Description of the task: Lift out all lines below that contain "derive".

+-------+

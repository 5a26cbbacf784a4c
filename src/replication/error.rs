use thiserror::Error;

use crate::{
    client::ServiceError,
    snapshot::{NamingError, ResourceKind, SnapshotClass},
};

/// A delete call the service rejected.
#[derive(Debug, Clone, PartialEq, Eq)]
pub struct DeleteFailure {
    pub identifier: String,
    pub error: ServiceError,
}

/// Failure of one resource's copy or prune step.
#[derive(Debug, Clone, Error)]
pub enum ReplicationError {
    #[error("Failed to list {class} snapshots of {kind} '{resource}': {source}")]
    Listing {
        resource: String,
        kind: ResourceKind,
        class: SnapshotClass,
        source: ServiceError,
    },

    #[error("Cannot name the copy for {kind} '{resource}': {source}")]
    Naming {
        resource: String,
        kind: ResourceKind,
        source: NamingError,
    },

    #[error("Failed to copy {source_arn} to {target_identifier} for {kind} '{resource}': {source}")]
    CopyIssue {
        resource: String,
        kind: ResourceKind,
        source_arn: String,
        target_identifier: String,
        source: ServiceError,
    },

    #[error(
        "Failed to delete {} snapshot(s) of {kind} '{resource}' ({} deleted before): {}",
        .failures.len(),
        .deleted.len(),
        describe_failures(.failures)
    )]
    Deletion {
        resource: String,
        kind: ResourceKind,
        failures: Vec<DeleteFailure>,
        /// Identifiers deleted in the same pass before or despite the failures.
        deleted: Vec<String>,
    },
}

impl ReplicationError {
    pub fn resource(&self) -> &str {
        match self {
            Self::Listing { resource, .. }
            | Self::Naming { resource, .. }
            | Self::CopyIssue { resource, .. }
            | Self::Deletion { resource, .. } => resource,
        }
    }

    pub fn kind(&self) -> ResourceKind {
        match self {
            Self::Listing { kind, .. }
            | Self::Naming { kind, .. }
            | Self::CopyIssue { kind, .. }
            | Self::Deletion { kind, .. } => *kind,
        }
    }

    /// Whether the copy was rejected because its target name is taken,
    /// which usually means an overlapping run got there first.
    pub fn is_copy_conflict(&self) -> bool {
        matches!(self, Self::CopyIssue { source, .. } if source.is_already_exists())
    }
}

fn describe_failures(failures: &[DeleteFailure]) -> String {
    failures
        .iter()
        .map(|f| format!("{} ({})", f.identifier, f.error))
        .collect::<Vec<_>>()
        .join(", ")
}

+-------+

Result for this exercise:
#[derive(Debug, Clone, PartialEq, Eq)]
#[derive(Debug, Clone, Error)]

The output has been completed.